What you should do: Each entry below is to be copied out exactly and in full.

[Records contained in a dataset]
* * * * * * *
//! Projects and project membership.

use chrono::{DateTime, Utc};
use serde::{Deserialize, Serialize};
use uuid::Uuid;

#[derive(Debug, Clone, Copy, PartialEq, Eq, Default, Serialize, Deserialize)]
#[serde(rename_all = "snake_case")]
pub enum ProjectStatus {
  #[default]
  Planning,
  InProgress,
  Completed,
  OnHold,
  Cancelled,
}

#[derive(Debug, Clone, Copy, PartialEq, Eq, Default, Serialize, Deserialize)]
#[serde(rename_all = "lowercase")]
pub enum ProjectMemberRole {
  Manager,
  #[default]
  Member,
}

#[derive(Debug, Clone, Serialize, Deserialize)]
pub struct Project {
  pub project_id:  Uuid,
  pub name:        String,
  pub description: Option<String>,
  pub status:      ProjectStatus,
  /// Client this project is delivered for, if any.
  pub client_id:   Option<Uuid>,
  pub created_by:  Uuid,
  pub due_date:    Option<DateTime<Utc>>,
  pub created_at:  DateTime<Utc>,
  pub updated_at:  DateTime<Utc>,
}

#[derive(Debug, Clone, Serialize, Deserialize)]
pub struct ProjectMember {
  pub project_id: Uuid,
  pub user_id:    Uuid,
  pub role:       ProjectMemberRole,
  pub joined_at:  DateTime<Utc>,
}

/// Input to [`crate::store::DashboardStore::add_project`].
/// The creator is enrolled as a `Manager` member by the store.
#[derive(Debug, Clone, Serialize, Deserialize)]
pub struct NewProject {
  pub name:        String,
  pub description: Option<String>,
  #[serde(default)]
  pub status:      ProjectStatus,
  pub client_id:   Option<Uuid>,
  pub due_date:    Option<DateTime<Utc>>,
}

/// Partial update. `None` leaves a field untouched; the inner `Option`
/// of nullable fields distinguishes "set" from "clear".
#[derive(Debug, Clone, Default, Serialize, Deserialize)]
pub struct ProjectUpdate {
  pub name:        Option<String>,
  #[serde(default)]
  pub description: Option<Option<String>>,
  pub status:      Option<ProjectStatus>,
  #[serde(default)]
  pub client_id:   Option<Option<Uuid>>,
  #[serde(default)]
  pub due_date:    Option<Option<DateTime<Utc>>>,
}

impl ProjectUpdate {
  pub fn apply(self, project: &mut Project) {
    if let Some(name) = self.name {
      project.name = name;
    }
    if let Some(description) = self.description {
      project.description = description;
    }
    if let Some(status) = self.status {
      project.status = status;
    }
    if let Some(client_id) = self.client_id {
      project.client_id = client_id;
    }
    if let Some(due_date) = self.due_date {
      project.due_date = due_date;
    }
  }
}
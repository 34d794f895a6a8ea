//! Power-of-two rounding.
//!
//! [`next_power_of_two`] keeps the `u32` result type a ring buffer indexes
//! with. Inputs above [`MAX_POWER_OF_TWO`] have no `u32` answer; the
//! function returns `0` for them, [`checked_next_power_of_two`] returns
//! `None`, and [`next_power_of_two_u64`] widens the result instead.

use crate::log2::log2_ceil;

/// Largest power of two representable in a `u32` (`2^31`).
pub const MAX_POWER_OF_TWO: u32 = 1 << 31;

/// Smallest power of two greater than or equal to `x`.
///
/// Powers of two are returned unchanged. `x` must be in
/// `1..=MAX_POWER_OF_TWO`; for larger inputs (and for zero, which wraps
/// through [`log2_ceil`]) the shift overflows and the result is `0`.
///
/// ```
/// use audioring_bits::next_power_of_two;
///
/// assert_eq!(next_power_of_two(5), 8);
/// assert_eq!(next_power_of_two(8), 8);
/// assert_eq!(next_power_of_two(1), 1);
/// ```
#[inline]
pub fn next_power_of_two(x: u32) -> u32 {
    1u32.checked_shl(log2_ceil(x)).unwrap_or(0)
}

/// Like [`next_power_of_two`], but `None` outside `1..=MAX_POWER_OF_TWO`.
#[inline]
pub fn checked_next_power_of_two(x: u32) -> Option<u32> {
    if x == 0 {
        return None;
    }
    1u32.checked_shl(log2_ceil(x))
}

/// Smallest power of two `>= x`, widened so every `x >= 1` has an answer.
///
/// Inputs above `2^31` yield `2^32`. Zero yields `2^32` as well, since
/// [`log2_ceil`] wraps there.
#[inline]
pub fn next_power_of_two_u64(x: u32) -> u64 {
    1u64 << log2_ceil(x)
}

/// Whether `x` has exactly one bit set.
#[inline]
pub fn is_power_of_two(x: u32) -> bool {
    x != 0 && x & (x - 1) == 0
}

#[cfg(test)]
mod tests {
    use super::*;
    use proptest::prelude::*;

    #[test]
    fn concrete_cases() {
        assert_eq!(next_power_of_two(1), 1);
        assert_eq!(next_power_of_two(2), 2);
        assert_eq!(next_power_of_two(3), 4);
        assert_eq!(next_power_of_two(5), 8);
        assert_eq!(next_power_of_two(8), 8);
        assert_eq!(next_power_of_two(1000), 1024);
        assert_eq!(next_power_of_two(MAX_POWER_OF_TWO), MAX_POWER_OF_TWO);
    }

    #[test]
    fn overflow_yields_zero() {
        assert_eq!(next_power_of_two(MAX_POWER_OF_TWO + 1), 0);
        assert_eq!(next_power_of_two(u32::MAX), 0);
        assert_eq!(next_power_of_two(0), 0);
    }

    #[test]
    fn checked_rejects_out_of_domain() {
        assert_eq!(checked_next_power_of_two(0), None);
        assert_eq!(checked_next_power_of_two(MAX_POWER_OF_TWO + 1), None);
        assert_eq!(checked_next_power_of_two(100), Some(128));
        assert_eq!(checked_next_power_of_two(MAX_POWER_OF_TWO), Some(MAX_POWER_OF_TWO));
    }

    #[test]
    fn widened_covers_top_range() {
        assert_eq!(next_power_of_two_u64(5), 8);
        assert_eq!(next_power_of_two_u64(MAX_POWER_OF_TWO), 1 << 31);
        assert_eq!(next_power_of_two_u64(MAX_POWER_OF_TWO + 1), 1 << 32);
        assert_eq!(next_power_of_two_u64(u32::MAX), 1 << 32);
    }

    #[test]
    fn power_of_two_predicate() {
        assert!(!is_power_of_two(0));
        assert!(is_power_of_two(1));
        assert!(is_power_of_two(MAX_POWER_OF_TWO));
        assert!(!is_power_of_two(6));
        assert!(!is_power_of_two(u32::MAX));
    }

    proptest! {
        #[test]
        fn powers_are_fixed_points(bit in 0u32..32) {
            let x = 1u32 << bit;
            prop_assert_eq!(next_power_of_two(x), x);
        }

        #[test]
        fn result_is_smallest_power_above(x in 1u32..=MAX_POWER_OF_TWO) {
            let p = next_power_of_two(x);
            prop_assert!(is_power_of_two(p));
            prop_assert!(p >= x);
            prop_assert!(p / 2 < x);
        }

        #[test]
        fn monotonic(a in 1u32..=MAX_POWER_OF_TWO, b in 1u32..=MAX_POWER_OF_TWO) {
            let (lo, hi) = if a <= b { (a, b) } else { (b, a) };
            prop_assert!(next_power_of_two(lo) <= next_power_of_two(hi));
        }

        #[test]
        fn agrees_with_core(x in 1u32..=MAX_POWER_OF_TWO) {
            prop_assert_eq!(next_power_of_two(x), x.next_power_of_two());
            prop_assert_eq!(checked_next_power_of_two(x), x.checked_next_power_of_two());
            prop_assert_eq!(next_power_of_two_u64(x), x.next_power_of_two() as u64);
        }
    }
}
* * * * * * *
The completed task:
//! Projects and project membership.

use chrono::{DateTime, Utc};
use serde::{Deserialize, Serialize};
use uuid::Uuid;

#[derive(Debug, Clone, Copy, PartialEq, Eq, Default, Serialize, Deserialize)]
#[serde(rename_all = "snake_case")]
pub enum ProjectStatus {
  #[default]
  Planning,
  InProgress,
  Completed,
  OnHold,
  Cancelled,
}

#[derive(Debug, Clone, Copy, PartialEq, Eq, Default, Serialize, Deserialize)]
#[serde(rename_all = "lowercase")]
pub enum ProjectMemberRole {
  Manager,
  #[default]
  Member,
}

#[derive(Debug, Clone, Serialize, Deserialize)]
pub struct Project {
  pub project_id:  Uuid,
  pub name:        String,
  pub description: Option<String>,
  pub status:      ProjectStatus,
  /// Client this project is delivered for, if any.
  pub client_id:   Option<Uuid>,
  pub created_by:  Uuid,
  pub due_date:    Option<DateTime<Utc>>,
  pub created_at:  DateTime<Utc>,
  pub updated_at:  DateTime<Utc>,
}

#[derive(Debug, Clone, Serialize, Deserialize)]
pub struct ProjectMember {
  pub project_id: Uuid,
  pub user_id:    Uuid,
  pub role:       ProjectMemberRole,
  pub joined_at:  DateTime<Utc>,
}

/// Input to [`crate::store::DashboardStore::add_project`].
/// The creator is enrolled as a `Manager` member by the store.
#[derive(Debug, Clone, Serialize, Deserialize)]
pub struct NewProject {
  pub name:        String,
  pub description: Option<String>,
  #[serde(default)]
  pub status:      ProjectStatus,
  pub client_id:   Option<Uuid>,
  pub due_date:    Option<DateTime<Utc>>,
}

/// Partial update. `None` leaves a field untouched; the inner `Option`
/// of nullable fields distinguishes "set" from "clear".
#[derive(Debug, Clone, Default, Serialize, Deserialize)]
pub struct ProjectUpdate {
  pub name:        Option<String>,
  #[serde(default)]
  pub description: Option<Option<String>>,
  pub status:      Option<ProjectStatus>,
  #[serde(default)]
  pub client_id:   Option<Option<Uuid>>,
  #[serde(default)]
  pub due_date:    Option<Option<DateTime<Utc>>>,
}

impl ProjectUpdate {
  pub fn apply(self, project: &mut Project) {
    if let Some(name) = self.name {
      project.name = name;
    }
    if let Some(description) = self.description {
      project.description = description;
    }
    if let Some(status) = self.status {
      project.status = status;
    }
    if let Some(client_id) = self.client_id {
      project.client_id = client_id;
    }
    if let Some(due_date) = self.due_date {
      project.due_date = due_date;
    }
  }
}
repository 34d794f895a6a8ea
//! Power-of-two rounding.
//!
//! [`next_power_of_two`] keeps the `u32` result type a ring buffer indexes
//! with. Inputs above [`MAX_POWER_OF_TWO`] have no `u32` answer; the
//! function returns `0` for them, [`checked_next_power_of_two`] returns
//! `None`, and [`next_power_of_two_u64`] widens the result instead.

use crate::log2::log2_ceil;

/// Largest power of two representable in a `u32` (`2^31`).
pub const MAX_POWER_OF_TWO: u32 = 1 << 31;

/// Smallest power of two greater than or equal to `x`.
///
/// Powers of two are returned unchanged. `x` must be in
/// `1..=MAX_POWER_OF_TWO`; for larger inputs (and for zero, which wraps
/// through [`log2_ceil`]) the shift overflows and the result is `0`.
///
/// ```
/// use audioring_bits::next_power_of_two;
///
/// assert_eq!(next_power_of_two(5), 8);
/// assert_eq!(next_power_of_two(8), 8);
/// assert_eq!(next_power_of_two(1), 1);
/// ```
#[inline]
pub fn next_power_of_two(x: u32) -> u32 {
    1u32.checked_shl(log2_ceil(x)).unwrap_or(0)
}

/// Like [`next_power_of_two`], but `None` outside `1..=MAX_POWER_OF_TWO`.
#[inline]
pub fn checked_next_power_of_two(x: u32) -> Option<u32> {
    if x == 0 {
        return None;
    }
    1u32.checked_shl(log2_ceil(x))
}

/// Smallest power of two `>= x`, widened so every `x >= 1` has an answer.
///
/// Inputs above `2^31` yield `2^32`. Zero yields `2^32` as well, since
/// [`log2_ceil`] wraps there.
#[inline]
pub fn next_power_of_two_u64(x: u32) -> u64 {
    1u64 << log2_ceil(x)
}

/// Whether `x` has exactly one bit set.
#[inline]
pub fn is_power_of_two(x: u32) -> bool {
    x != 0 && x & (x - 1) == 0
}

#[cfg(test)]
mod tests {
    use super::*;
    use proptest::prelude::*;

    #[test]
    fn concrete_cases() {
        assert_eq!(next_power_of_two(1), 1);
        assert_eq!(next_power_of_two(2), 2);
        assert_eq!(next_power_of_two(3), 4);
        assert_eq!(next_power_of_two(5), 8);
        assert_eq!(next_power_of_two(8), 8);
        assert_eq!(next_power_of_two(1000), 1024);
        assert_eq!(next_power_of_two(MAX_POWER_OF_TWO), MAX_POWER_OF_TWO);
    }

    #[test]
    fn overflow_yields_zero() {
        assert_eq!(next_power_of_two(MAX_POWER_OF_TWO + 1), 0);
        assert_eq!(next_power_of_two(u32::MAX), 0);
        assert_eq!(next_power_of_two(0), 0);
    }

    #[test]
    fn checked_rejects_out_of_domain() {
        assert_eq!(checked_next_power_of_two(0), None);
        assert_eq!(checked_next_power_of_two(MAX_POWER_OF_TWO + 1), None);
        assert_eq!(checked_next_power_of_two(100), Some(128));
        assert_eq!(checked_next_power_of_two(MAX_POWER_OF_TWO), Some(MAX_POWER_OF_TWO));
    }

    #[test]
    fn widened_covers_top_range() {
        assert_eq!(next_power_of_two_u64(5), 8);
        assert_eq!(next_power_of_two_u64(MAX_POWER_OF_TWO), 1 << 31);
        assert_eq!(next_power_of_two_u64(MAX_POWER_OF_TWO + 1), 1 << 32);
        assert_eq!(next_power_of_two_u64(u32::MAX), 1 << 32);
    }

    #[test]
    fn power_of_two_predicate() {
        assert!(!is_power_of_two(0));
        assert!(is_power_of_two(1));
        assert!(is_power_of_two(MAX_POWER_OF_TWO));
        assert!(!is_power_of_two(6));
        assert!(!is_power_of_two(u32::MAX));
    }

    proptest! {
        #[test]
        fn powers_are_fixed_points(bit in 0u32..32) {
            let x = 1u32 << bit;
            prop_assert_eq!(next_power_of_two(x), x);
        }

        #[test]
        fn result_is_smallest_power_above(x in 1u32..=MAX_POWER_OF_TWO) {
            let p = next_power_of_two(x);
            prop_assert!(is_power_of_two(p));
            prop_assert!(p >= x);
            prop_assert!(p / 2 < x);
        }

        #[test]
        fn monotonic(a in 1u32..=MAX_POWER_OF_TWO, b in 1u32..=MAX_POWER_OF_TWO) {
            let (lo, hi) = if a <= b { (a, b) } else { (b, a) };
            prop_assert!(next_power_of_two(lo) <= next_power_of_two(hi));
        }

        #[test]
        fn agrees_with_core(x in 1u32..=MAX_POWER_OF_TWO) {
            prop_assert_eq!(next_power_of_two(x), x.next_power_of_two());
            prop_assert_eq!(checked_next_power_of_two(x), x.checked_next_power_of_two());
            prop_assert_eq!(next_power_of_two_u64(x), x.next_power_of_two() as u64);
        }
    }
}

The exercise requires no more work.